Book edition Student Edition
Author(s) Ray C. Jurgensen, Richard G. Brown, John W. Jurgensen
Pages 227 pages
ISBN 9780395977279

ABCD is a parallelogram. Find the value of each ratio.$m\angle C:m\angle D$

The simplest form of $m\angle C:m\angle D=1:5$

See the step by step solution

Step 1. Given information.

According to the given figure is,

In parallelogram,

$\begin{array}{l}m\angle C={30}^{\circ }\\ m\angle D={150}^{\circ }\end{array}$

Write the ratio,

$\begin{array}{l}m\angle C:m\angle D=30:150\\ \frac{m\angle C}{m\angle D}=\frac{30}{150}\end{array}$

Step 2. Concept Used.

To write the fraction in simplest form, divide the numerator and denominator with the GCF (Greatest Common Factor).

Step 3. Now find the GCF.

Write the prime factors of numerator and denominator.

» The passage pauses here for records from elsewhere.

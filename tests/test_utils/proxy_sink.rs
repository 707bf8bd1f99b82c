//! In-process stand-in for a telemetry proxy.
//!
//! Accepts any number of TCP connections on an ephemeral local port and
//! appends everything received to one shared buffer that tests can poll.

use std::{
    io::Read,
    net::{SocketAddr, TcpListener, TcpStream},
    sync::{
        Arc, Mutex,
        atomic::{AtomicUsize, Ordering},
    },
    thread,
    time::{Duration, Instant},
};

pub struct ProxySink {
    addr: SocketAddr,
    received: Arc<Mutex<Vec<u8>>>,
    connections: Arc<AtomicUsize>,
}

impl ProxySink {
    /// Bind to `127.0.0.1:0` and start accepting in the background.
    pub fn spawn() -> Self {
        let listener = TcpListener::bind(("127.0.0.1", 0)).expect("bind ephemeral listener");
        let addr = listener.local_addr().expect("listener has address");
        let received = Arc::new(Mutex::new(Vec::new()));
        let connections = Arc::new(AtomicUsize::new(0));
        {
            let received = Arc::clone(&received);
            let connections = Arc::clone(&connections);
            thread::spawn(move || {
                for stream in listener.incoming() {
                    let Ok(stream) = stream else { break };
                    connections.fetch_add(1, Ordering::SeqCst);
                    let received = Arc::clone(&received);
                    thread::spawn(move || drain(stream, &received));
                }
            });
        }
        Self {
            addr,
            received,
            connections,
        }
    }

    pub fn addr(&self) -> SocketAddr {
        self.addr
    }

    #[allow(dead_code)]
    pub fn connections(&self) -> usize {
        self.connections.load(Ordering::SeqCst)
    }

    /// Snapshot of every byte received so far.
    pub fn contents(&self) -> Vec<u8> {
        self.received.lock().expect("sink mutex poisoned").clone()
    }

    /// Poll until at least `len` bytes arrived or `timeout` passes.
    pub fn wait_for_len(&self, len: usize, timeout: Duration) -> Vec<u8> {
        let deadline = Instant::now() + timeout;
        loop {
            let contents = self.contents();
            if contents.len() >= len || Instant::now() >= deadline {
                return contents;
            }
            thread::sleep(Duration::from_millis(5));
        }
    }
}

fn drain(mut stream: TcpStream, received: &Mutex<Vec<u8>>) {
    let mut buf = [0u8; 16 * 1024];
    loop {
        match stream.read(&mut buf) {
            Ok(0) | Err(_) => return,
            Ok(n) => received
                .lock()
                .expect("sink mutex poisoned")
                .extend_from_slice(&buf[..n]),
        }
    }
}

/// Accept a single peer and hand the accepted stream back to the test.
#[allow(dead_code)]
pub fn accept_one(listener: TcpListener) -> std::sync::mpsc::Receiver<TcpStream> {
    let (tx, rx) = std::sync::mpsc::channel();
    thread::spawn(move || {
        if let Ok((stream, _)) = listener.accept() {
            let _ = tx.send(stream);
        }
    });
    rx
}
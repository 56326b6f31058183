//! End-to-end behaviour of the gateway against a mock upstream.

use std::time::Duration;

use reqwest::{Method, StatusCode};
use serde_json::{json, Value};

mod common;
use common::MockResponse;

const CORS: [(&str, &str); 3] = [
    ("access-control-allow-origin", "*"),
    ("access-control-allow-methods", "GET,POST,PUT,PATCH,DELETE,OPTIONS"),
    ("access-control-allow-headers", "content-type,authorization,x-requested-with"),
];

#[tokio::test]
async fn test_relays_upstream_response_with_cors() {
    let (backend, mut requests) = common::start_fixed_backend(
        MockResponse::new(201, r#"{"id":1}"#)
            .header("Content-Type", "application/json")
            .header("Access-Control-Allow-Origin", "https://upstream.example")
            .header("X-Upstream", "yes"),
    )
    .await;
    let (gateway, shutdown) =
        common::start_gateway(|c| c.upstream.worker_url = Some(format!("http://{}", backend))).await;

    let res = common::client()
        .post(format!("http://{}/api/items?x=1", gateway))
        .header("content-type", "application/json")
        .body(r#"{"name":"a"}"#)
        .send()
        .await
        .expect("Gateway unreachable");

    assert_eq!(res.status(), StatusCode::CREATED);
    for (name, value) in CORS {
        assert_eq!(res.headers().get(name).unwrap(), value, "header {name}");
    }
    assert_eq!(res.headers().get("x-upstream").unwrap(), "yes");
    assert_eq!(res.headers().get("content-type").unwrap(), "application/json");
    // Pass-through responses do not get the security bundle.
    assert!(res.headers().get("x-content-type-options").is_none());
    assert_eq!(res.text().await.unwrap(), r#"{"id":1}"#);

    let raw = requests.recv().await.unwrap();
    assert!(raw.starts_with("POST /items?x=1 HTTP/1.1\r\n"), "got: {raw}");
    assert!(raw.ends_with(r#"{"name":"a"}"#));

    shutdown.trigger();
}

#[tokio::test]
async fn test_forwards_path_query_and_filtered_headers() {
    let (backend, mut requests) = common::start_fixed_backend(MockResponse::new(200, "ok")).await;
    let (gateway, shutdown) =
        common::start_gateway(|c| c.upstream.worker_url = Some(format!("http://{}/", backend))).await;

    let res = common::client()
        .get(format!("http://{}/api/foo/bar?x=1", gateway))
        .header("host", "foo")
        .header("connection", "keep-alive")
        .header("origin", "https://site")
        .header("x-custom", "v")
        .send()
        .await
        .unwrap();
    assert_eq!(res.status(), StatusCode::OK);
    assert_eq!(res.text().await.unwrap(), "ok");

    let raw = requests.recv().await.unwrap().to_lowercase();
    assert!(raw.starts_with("get /foo/bar?x=1 http/1.1\r\n"), "got: {raw}");
    assert!(raw.contains("x-custom: v\r\n"));
    assert!(raw.contains("x-request-id: "));
    assert!(!raw.contains("origin:"));
    assert!(!raw.contains("host: foo"));
    assert!(raw.contains(&format!("host: {}", backend)));

    shutdown.trigger();
}

#[tokio::test]
async fn test_prefix_with_trailing_slash_forwards_to_root() {
    let (backend, mut requests) = common::start_fixed_backend(MockResponse::new(200, "root")).await;
    let (gateway, shutdown) =
        common::start_gateway(|c| c.upstream.worker_url = Some(format!("http://{}", backend))).await;

    let res = common::client()
        .get(format!("http://{}/api/", gateway))
        .send()
        .await
        .unwrap();
    assert_eq!(res.status(), StatusCode::OK);
    assert_eq!(res.text().await.unwrap(), "root");

    let raw = requests.recv().await.unwrap();
    assert!(raw.starts_with("GET / HTTP/1.1\r\n"), "got: {raw}");

    shutdown.trigger();
}

#[tokio::test]
async fn test_get_body_is_not_forwarded() {
    let (backend, mut requests) = common::start_fixed_backend(MockResponse::new(200, "")).await;
    let (gateway, shutdown) =
        common::start_gateway(|c| c.upstream.worker_url = Some(format!("http://{}", backend))).await;

    let res = common::client()
        .get(format!("http://{}/api/search", gateway))
        .body("ignored")
        .send()
        .await
        .unwrap();
    assert_eq!(res.status(), StatusCode::OK);

    let raw = requests.recv().await.unwrap();
    assert!(raw.ends_with("\r\n\r\n"), "got: {raw}");
    assert!(!raw.contains("ignored"));

    shutdown.trigger();
}

#[tokio::test]
async fn test_options_never_contacts_upstream() {
    let (backend, mut requests) = common::start_fixed_backend(MockResponse::new(200, "")).await;
    let (gateway, shutdown) =
        common::start_gateway(|c| c.upstream.worker_url = Some(format!("http://{}", backend))).await;

    let res = common::client()
        .request(Method::OPTIONS, format!("http://{}/api/anything", gateway))
        .send()
        .await
        .unwrap();

    assert_eq!(res.status(), StatusCode::NO_CONTENT);
    for (name, value) in CORS {
        assert_eq!(res.headers().get(name).unwrap(), value);
    }
    assert_eq!(res.headers().get("x-content-type-options").unwrap(), "nosniff");
    assert_eq!(res.headers().get("x-frame-options").unwrap(), "DENY");
    assert_eq!(res.headers().get("referrer-policy").unwrap(), "no-referrer");
    assert!(res.bytes().await.unwrap().is_empty());

    tokio::time::sleep(Duration::from_millis(100)).await;
    assert!(requests.try_recv().is_err());

    shutdown.trigger();
}

#[tokio::test]
async fn test_unsupported_method_is_405() {
    let (backend, mut requests) = common::start_fixed_backend(MockResponse::new(200, "")).await;
    let (gateway, shutdown) =
        common::start_gateway(|c| c.upstream.worker_url = Some(format!("http://{}", backend))).await;

    let res = common::client()
        .request(
            Method::from_bytes(b"PROPFIND").unwrap(),
            format!("http://{}/api/files", gateway),
        )
        .send()
        .await
        .unwrap();

    assert_eq!(res.status(), StatusCode::METHOD_NOT_ALLOWED);
    assert_eq!(
        res.headers().get("content-type").unwrap(),
        "application/json; charset=utf-8"
    );
    assert_eq!(res.json::<Value>().await.unwrap(), json!({ "error": "Unsupported method" }));
    assert!(requests.try_recv().is_err());

    shutdown.trigger();
}

#[tokio::test]
async fn test_unconfigured_upstream_is_500() {
    for worker_url in [None, Some("example.workers.dev".to_string())] {
        let (gateway, shutdown) = common::start_gateway(|c| c.upstream.worker_url = worker_url).await;

        let res = common::client()
            .get(format!("http://{}/api/foo", gateway))
            .send()
            .await
            .unwrap();

        assert_eq!(res.status(), StatusCode::INTERNAL_SERVER_ERROR);
        assert_eq!(
            res.json::<Value>().await.unwrap(),
            json!({ "error": "WORKER_URL not configured" })
        );

        shutdown.trigger();
    }
}

#[tokio::test]
async fn test_upstream_errors_and_redirects_are_relayed_once() {
    let (backend, mut requests) = common::start_backend(|raw| {
        if raw.starts_with("GET /moved ") {
            MockResponse::new(302, "").header("Location", "/elsewhere")
        } else {
            MockResponse::new(503, "down")
        }
    })
    .await;
    let (gateway, shutdown) =
        common::start_gateway(|c| c.upstream.worker_url = Some(format!("http://{}", backend))).await;
    let client = common::client();

    let res = client.get(format!("http://{}/api/flaky", gateway)).send().await.unwrap();
    assert_eq!(res.status(), StatusCode::SERVICE_UNAVAILABLE);
    assert_eq!(res.headers().get("access-control-allow-origin").unwrap(), "*");
    assert_eq!(res.text().await.unwrap(), "down");

    let res = client.get(format!("http://{}/api/moved", gateway)).send().await.unwrap();
    assert_eq!(res.status(), StatusCode::FOUND);
    assert_eq!(res.headers().get("location").unwrap(), "/elsewhere");

    // Exactly one upstream attempt per inbound request.
    tokio::time::sleep(Duration::from_millis(100)).await;
    let mut seen = 0;
    while requests.try_recv().is_ok() {
        seen += 1;
    }
    assert_eq!(seen, 2);

    shutdown.trigger();
}

#[tokio::test]
async fn test_outside_prefix_is_not_proxied() {
    let (backend, mut requests) = common::start_fixed_backend(MockResponse::new(200, "")).await;
    let (gateway, shutdown) =
        common::start_gateway(|c| c.upstream.worker_url = Some(format!("http://{}", backend))).await;

    let res = common::client()
        .get(format!("http://{}/assets/app.js", gateway))
        .send()
        .await
        .unwrap();
    assert_eq!(res.status(), StatusCode::NOT_FOUND);
    assert!(requests.try_recv().is_err());

    shutdown.trigger();
}
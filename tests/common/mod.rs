//! Shared utilities for integration and load testing.

use std::net::SocketAddr;
use std::sync::Arc;
use std::time::Duration;

use edge_gateway::config::GatewayConfig;
use edge_gateway::http::HttpServer;
use edge_gateway::lifecycle::Shutdown;
use tokio::io::{AsyncReadExt, AsyncWriteExt};
use tokio::net::{TcpListener, TcpStream};
use tokio::sync::mpsc;

/// A canned upstream answer.
#[derive(Debug, Clone)]
pub struct MockResponse {
    pub status: u16,
    pub headers: Vec<(&'static str, String)>,
    pub body: String,
    pub delay: Duration,
}

#[allow(dead_code)]
impl MockResponse {
    pub fn new(status: u16, body: impl Into<String>) -> Self {
        Self {
            status,
            headers: Vec::new(),
            body: body.into(),
            delay: Duration::ZERO,
        }
    }

    pub fn header(mut self, name: &'static str, value: impl Into<String>) -> Self {
        self.headers.push((name, value.into()));
        self
    }

    pub fn delay(mut self, delay: Duration) -> Self {
        self.delay = delay;
        self
    }

    fn to_wire(&self) -> String {
        let mut out = format!("HTTP/1.1 {} Mock\r\n", self.status);
        for (name, value) in &self.headers {
            out.push_str(&format!("{}: {}\r\n", name, value));
        }
        out.push_str(&format!(
            "Content-Length: {}\r\nConnection: close\r\n\r\n{}",
            self.body.len(),
            self.body
        ));
        out
    }
}

/// Read one HTTP/1.1 request: head plus `content-length` bytes of body.
async fn read_request(socket: &mut TcpStream) -> String {
    let mut data = Vec::new();
    let mut buf = [0u8; 4096];
    loop {
        let n = socket.read(&mut buf).await.unwrap_or(0);
        if n == 0 {
            break;
        }
        data.extend_from_slice(&buf[..n]);
        if let Some(end) = data.windows(4).position(|w| w == b"\r\n\r\n") {
            let head = String::from_utf8_lossy(&data[..end]).to_lowercase();
            let body_len = head
                .lines()
                .find_map(|line| line.strip_prefix("content-length:"))
                .and_then(|v| v.trim().parse::<usize>().ok())
                .unwrap_or(0);
            if data.len() >= end + 4 + body_len {
                break;
            }
        }
    }
    String::from_utf8_lossy(&data).to_string()
}

/// Start a programmable mock upstream.
///
/// `respond` sees the raw request text; every raw request is also reported
/// on the returned channel.
pub async fn start_backend<F>(respond: F) -> (SocketAddr, mpsc::UnboundedReceiver<String>)
where
    F: Fn(&str) -> MockResponse + Send + Sync + 'static,
{
    let listener = TcpListener::bind("127.0.0.1:0").await.unwrap();
    let addr = listener.local_addr().unwrap();
    let respond = Arc::new(respond);
    let (tx, rx) = mpsc::unbounded_channel();

    tokio::spawn(async move {
        loop {
            match listener.accept().await {
                Ok((mut socket, _)) => {
                    let respond = respond.clone();
                    let tx = tx.clone();
                    tokio::spawn(async move {
                        let raw = read_request(&mut socket).await;
                        let response = respond(&raw);
                        let _ = tx.send(raw);
                        tokio::time::sleep(response.delay).await;
                        let _ = socket.write_all(response.to_wire().as_bytes()).await;
                        let _ = socket.shutdown().await;
                    });
                }
                Err(_) => break,
            }
        }
    });

    (addr, rx)
}

/// Start a mock upstream that always gives the same answer.
#[allow(dead_code)]
pub async fn start_fixed_backend(
    response: MockResponse,
) -> (SocketAddr, mpsc::UnboundedReceiver<String>) {
    start_backend(move |_| response.clone()).await
}

/// An address nothing is listening on.
#[allow(dead_code)]
pub async fn closed_port() -> SocketAddr {
    let listener = TcpListener::bind("127.0.0.1:0").await.unwrap();
    listener.local_addr().unwrap()
}

/// Run the gateway on an ephemeral port.
pub async fn start_gateway<F>(configure: F) -> (SocketAddr, Shutdown)
where
    F: FnOnce(&mut GatewayConfig),
{
    let mut config = GatewayConfig::default();
    configure(&mut config);

    let listener = TcpListener::bind("127.0.0.1:0").await.unwrap();
    let addr = listener.local_addr().unwrap();

    let shutdown = Shutdown::new();
    let server = HttpServer::new(config).unwrap();
    let server_shutdown = shutdown.subscribe();
    tokio::spawn(async move {
        let _ = server.run(listener, server_shutdown).await;
    });

    (addr, shutdown)
}

/// HTTP client that neither uses system proxies nor follows redirects.
pub fn client() -> reqwest::Client {
    reqwest::Client::builder()
        .no_proxy()
        .redirect(reqwest::redirect::Policy::none())
        .build()
        .unwrap()
}
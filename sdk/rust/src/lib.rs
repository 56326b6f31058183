//! Client for calling APIs through the edge gateway.
//!
//! ```no_run
//! use gateway_sdk::{ApiClient, ApiResponse, RequestOptions};
//!
//! # async fn demo() {
//! let client = ApiClient::new("http://localhost:8788");
//! let res: ApiResponse<serde_json::Value> = client.fetch("/users", RequestOptions::default()).await;
//! if res.ok {
//!     println!("{:?}", res.data);
//! }
//! # }
//! ```

pub mod client;

pub use client::{
    build_query, is_allowed_method, ApiClient, ApiResponse, RequestBody, RequestOptions,
    API_PREFIX, DEFAULT_TIMEOUT,
};
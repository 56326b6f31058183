//! Observability subsystem.
//!
//! # Data Flow
//! ```text
//! Middleware and proxy handler produce:
//!     → logging.rs (structured log events, request ID in every proxy event)
//!     → metrics.rs (counters, histograms)
//!
//! Consumers:
//!     → Log aggregation (stdout)
//!     → Metrics endpoint (Prometheus scrape, opt-in)
//! ```

pub mod logging;
pub mod metrics;
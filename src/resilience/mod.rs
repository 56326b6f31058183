//! Resilience patterns.
//!
//! # Data Flow
//! ```text
//! Proxy handler
//!     → timeouts.rs (per-request deadline around the upstream call)
//!     → upstream
//! ```
//!
//! # Design Decisions
//! - Exactly one upstream attempt per request: no retries, no backoff
//! - Cancellation is request-scoped

pub mod timeouts;
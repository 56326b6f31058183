//! Edge gateway library.
//!
//! Answers CORS preflights at the edge and forwards everything under the API
//! prefix to one configured upstream.

pub mod config;
pub mod http;
pub mod lifecycle;
pub mod observability;
pub mod resilience;
pub mod security;

pub use config::schema::GatewayConfig;
pub use http::HttpServer;
pub use lifecycle::Shutdown;
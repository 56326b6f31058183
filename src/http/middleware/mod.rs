//! Middleware stages run before routing.

pub mod edge;

pub use edge::{edge_middleware, screen, Flow};
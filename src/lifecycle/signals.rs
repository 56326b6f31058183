//! OS signal handling.
//!
//! # Responsibilities
//! - Wait for SIGINT (Ctrl+C) or SIGTERM
//! - Translate the first one into a shutdown trigger

use crate::lifecycle::Shutdown;

/// Resolve once the process is asked to stop.
pub async fn wait_for_signal() {
    let ctrl_c = async {
        if let Err(e) = tokio::signal::ctrl_c().await {
            tracing::error!(error = %e, "Failed to install Ctrl+C handler");
            std::future::pending::<()>().await;
        }
    };

    #[cfg(unix)]
    let terminate = async {
        match tokio::signal::unix::signal(tokio::signal::unix::SignalKind::terminate()) {
            Ok(mut sig) => {
                sig.recv().await;
            }
            Err(e) => {
                tracing::error!(error = %e, "Failed to install SIGTERM handler");
                std::future::pending::<()>().await;
            }
        }
    };

    #[cfg(not(unix))]
    let terminate = std::future::pending::<()>();

    tokio::select! {
        _ = ctrl_c => tracing::info!("SIGINT received"),
        _ = terminate => tracing::info!("SIGTERM received"),
    }
}

/// Trigger `shutdown` when a stop signal arrives.
pub async fn shutdown_on_signal(shutdown: &Shutdown) {
    wait_for_signal().await;
    shutdown.trigger();
}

$\begin{array}{l}30=2×3×5\\ 150=2×3×5×5\end{array}$

Here GCF is.$2×3×5=30$

Step 4. Let’s divide the numerator and denominator with the GCF.

Here we will divide the numerator and denominator by30 v.

$\frac{30}{150}=\frac{30/30}{150/30}=\frac{1}{5}$

Therefore, the simplest form of the given ratio is$m\angle C:m\angle D=1:5$.